It is mid-morning on a Tuesday and I am at my desk trying to work. I am trying to be productive despite experiencing a constellation of physical and psychological challenges. These challenges have been part of my daily life for the last 18 months, ever since I stopped taking an antidepressant.
Though I came off my drug very slowly and carefully, withdrawal symptoms started immediately, so I knew I was in for a difficult time. People who taper down carefully hope that they will fully recover once off the drug. Sadly, that is not the case for many who end up with long term problems. Even worse, those long term problems are almost always labelled as relapse. The person is often blamed rather than asking if harm is treatment-induced.
I feel a kinship with people who have related their experiences of chronic fatigue type problems and recently reported cases of long Covid. Dealing day in and day out with long term, unexplained difficulties is exhausting and frustrating when we are not heard. George Monbiot so aptly wrote recently about the plight of those experiencing long term chronic fatigue type and post-covid problems. The science, it seems, really has very little substance when fully analysed and people have been subjected to support that may have exacerbated their problems.
I am not seeking sympathy, after all, I decided to take and to come off my antidepressant. However, I was given no warning and was not informed about the possible consequences that might be ahead. Informed consent is the patient’s right and the clinician’s responsibility. If you were prescribed an antidepressant without a discussion about the risk of withdrawal symptoms when stopping, then you didn’t get important information necessary for you to try to balance the potential benefits and risks of treatment.
For a proportion of people, the challenge of long-term problems after coming off antidepressants is so difficult to navigate that it ultimately undoes any benefit that might have been experienced during treatment.
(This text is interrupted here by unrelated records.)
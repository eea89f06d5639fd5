use super::handlers;
use super::types::{AppState, Request};
use crate::ipc::error::err;

pub fn handle_request(state: &mut AppState, req: Request) -> serde_json::Value {
    tracing::debug!(id = %req.id, method = %req.method, "request");
    if let Some(resp) = handlers::core::try_handle(state, &req) {
        return resp;
    }
    if let Some(resp) = handlers::gradebook::try_handle(state, &req) {
        return resp;
    }
    if let Some(resp) = handlers::calc::try_handle(state, &req) {
        return resp;
    }
    if let Some(resp) = handlers::config::try_handle(state, &req) {
        return resp;
    }

    err(
        &req.id,
        "not_implemented",
        format!("unknown method: {}", req.method),
        None,
    )
}
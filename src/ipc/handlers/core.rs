use crate::ipc::error::ok;
use crate::ipc::types::{AppState, Request};
use serde_json::json;

fn handle_health(state: &mut AppState, req: &Request) -> serde_json::Value {
    ok(
        &req.id,
        json!({
            "version": env!("CARGO_PKG_VERSION"),
            "gradebookLoaded": state.gradebook.is_some(),
            "gradebookPath": state.gradebook_path.as_ref().map(|p| p.to_string_lossy().to_string())
        }),
    )
}

pub fn try_handle(state: &mut AppState, req: &Request) -> Option<serde_json::Value> {
    match req.method.as_str() {
        "health" => Some(handle_health(state, req)),
        _ => None,
    }
}
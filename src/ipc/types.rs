use std::path::PathBuf;

use serde::Deserialize;

use crate::config::{CalcConfig, CalcConfigPatch};
use crate::model::Gradebook;

#[derive(Debug, Deserialize, Clone)]
pub struct Request {
    pub id: String,
    pub method: String,
    #[serde(default)]
    pub params: serde_json::Value,
}

pub struct AppState {
    pub gradebook: Option<Gradebook>,
    pub gradebook_path: Option<PathBuf>,
    /// Defaults plus the startup config file.
    pub base_config: CalcConfig,
    pub config_override: Option<CalcConfigPatch>,
}

impl AppState {
    pub fn new(base_config: CalcConfig) -> Self {
        Self {
            gradebook: None,
            gradebook_path: None,
            base_config,
            config_override: None,
        }
    }

    pub fn session_config(&self) -> CalcConfig {
        match &self.config_override {
            Some(patch) => self.base_config.apply(patch),
            None => self.base_config.clone(),
        }
    }
}
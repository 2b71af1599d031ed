pub mod unique_ptr;

pub use unique_ptr::{DefaultDelete, Deleter, UniquePtr};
This is reason enough to pause before prescribing.
We have been prescribing antidepressants since the 1950s, so it is quite shocking to find recently reported that in all that time, there have been only 33 randomised control trials that examined stopping them. This is compared with nearly 1,000, mostly short-term trials that have tried and largely failed to prove effectiveness much beyond the placebo effect. For the most widely prescribed class of psychiatric drug, that seems to me like a startling omission. We have to ask if the reluctance or inability to understand the effects of long-term antidepressant use on the brain and nervous system has unlimitedly led to a great deal of harm that is unrecognised and that we are not in a position to deal with.
Where long-term, iatrogenic conditions are concerned, doctors need to be listening without judgement and be prepared to go beyond the archaic research that served more to defend the system rather than support the patient.